SWANTON — A small group of women packed into a chilly rural Swanton barn Saturday for a morning yoga session.
It was a traditional yoga practice taught by Sheila Watson of Bee Free Yoga, with focus on continuous movement, stretching, and breathing.
But there was an added piece of the relaxing practice: alpacas.
Yoga with animals — such as goat or horse yoga — has become a popular option, so Julie and Bill Verhelst of Sunny Meade Alpacas, Ltd., Swanton, started the sessions last year alongside the docile alpaca.
“I see a stressful world and as long as we can accommodate it, I figure, why not?” Mrs. Verhelst said. “I don’t think we’ve ever had a visitor leave without a smile on their face.”
It’s the fourth time the couple has hosted alpaca yoga on their farm, but Saturday was the first session of the season. Sheets and yoga mats covered the barn’s floor as the group moved through a variety of stretches and poses.
“I think it gives people an open mind of being outside and exercising in the environment, kind of getting themselves outside of their comfort zone,” Ms. Watson said.
VIDEO: Yoga with alpacas in Swanton
Since it was too brisk to practice yoga in the pasture among the alpacas, the group lined up inside a barn as the animals watched from their pens. The alpacas verbally communicated with a hum, showing their interest.

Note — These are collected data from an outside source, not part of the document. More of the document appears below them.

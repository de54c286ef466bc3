//! Tool configuration file.
//!
//! An optional YAML file tunes logging and storage locations. Unknown fields
//! are ignored for forward compatibility; every field has a default, so an
//! empty or missing file is valid.

use crate::error::{Result, ToolError};
use crate::telemetry::{LogFormat, LogLevel};
use serde::{Deserialize, Serialize};
use std::path::{Path, PathBuf};

/// Environment variable naming an explicit config file.
pub const CONFIG_ENV_VAR: &str = "ATOMIC_TOOL_CONFIG";

/// File name looked up in the tool data directory.
pub const CONFIG_FILE_NAME: &str = "config.yaml";

/// Contents of the tool configuration file.
#[derive(Debug, Clone, Default, PartialEq, Eq, Serialize, Deserialize)]
#[serde(default)]
pub struct ToolConfig {
    /// Log output format.
    pub log_format: LogFormat,

    /// Log level used when `-loglevel` is not given.
    pub log_level: LogLevel,

    /// Where license records are stored (default: `<data dir>/license`).
    #[serde(skip_serializing_if = "Option::is_none")]
    pub license_dir: Option<PathBuf>,

    /// Root of the source tree, used by development builds for core data.
    #[serde(skip_serializing_if = "Option::is_none")]
    pub root_source_dir: Option<PathBuf>,
}

impl ToolConfig {
    /// Load config from a YAML file.
    pub fn load<P: AsRef<Path>>(path: P) -> Result<Self> {
        let path = path.as_ref();

        let content = std::fs::read_to_string(path).map_err(|e| {
            ToolError::Config(format!(
                "failed to read config file '{}': {}",
                path.display(),
                e
            ))
        })?;

        Self::from_yaml(&content)
    }

    /// Load config if the file exists, defaults otherwise.
    pub fn load_optional<P: AsRef<Path>>(path: P) -> Result<Self> {
        let path = path.as_ref();
        if path.is_file() {
            Self::load(path)
        } else {
            tracing::debug!(path = %path.display(), "no config file, using defaults");
            Ok(Self::default())
        }
    }

    /// Parse config from a YAML string.
    pub fn from_yaml(yaml: &str) -> Result<Self> {
        // An empty document deserializes as unit, not as a map.
        if yaml.trim().is_empty() {
            return Ok(Self::default());
        }

        let config: ToolConfig = serde_yaml::from_str(yaml)
            .map_err(|e| ToolError::Config(format!("failed to parse config YAML: {}", e)))?;

        config.validate()?;
        Ok(config)
    }

    /// Reject empty path overrides.
    pub fn validate(&self) -> Result<()> {
        for (name, value) in [
            ("license_dir", &self.license_dir),
            ("root_source_dir", &self.root_source_dir),
        ] {
            if let Some(path) = value
                && path.as_os_str().is_empty()
            {
                return Err(ToolError::Config(format!(
                    "config validation failed: {} must not be empty",
                    name
                )));
            }
        }
        Ok(())
    }
}
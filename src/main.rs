//! Entry point for the `atomic-cli` binary.
//!
//! Collects the arguments, runs the orchestrator with the local subsystems,
//! prints the diagnostic (if any) and exits with the decided code.

use atomic_cli::context::ToolContext;
use atomic_cli::orchestrator::AtomicTool;
use std::process::ExitCode;

fn main() -> ExitCode {
    let arguments: Vec<String> = std::env::args().skip(1).collect();

    let outcome = AtomicTool::new(ToolContext::local(), arguments).run();
    outcome.report();

    ExitCode::from(outcome.exit_code as u8)
}
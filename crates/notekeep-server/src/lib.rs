pub mod auth;
pub mod config;
pub mod logging;
pub mod state;
pub mod web;
pub mod models;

One of the participants, Louann Cummings of Perrysburg, raved about the session. While she’s practiced yoga for many years, it was her first time participating next to an alpaca.
“It doesn’t get better than this. You are one with the animals,” she said.
Mrs. Verhelst, a self-described animal lover, grew up raising horses and planned to have one on her Swanton farm.
Nearly 20 years ago, she created a logo as a graphic designer for an alpaca farm in Whitehouse. A month later, she took home one of the farm’s baby alpacas, Amber, known as the “matriarch” of the farm, Mrs. Verhelst said.
“I figured I’d get an alpaca, start a business, and put a horse in the corner of the barn. Twenty years later, I don’t have a horse in the corner of the barn, I just have the alpacas,” she said.
One alpaca turned into 30, with its newest edition, “Tut,” a six-month-old.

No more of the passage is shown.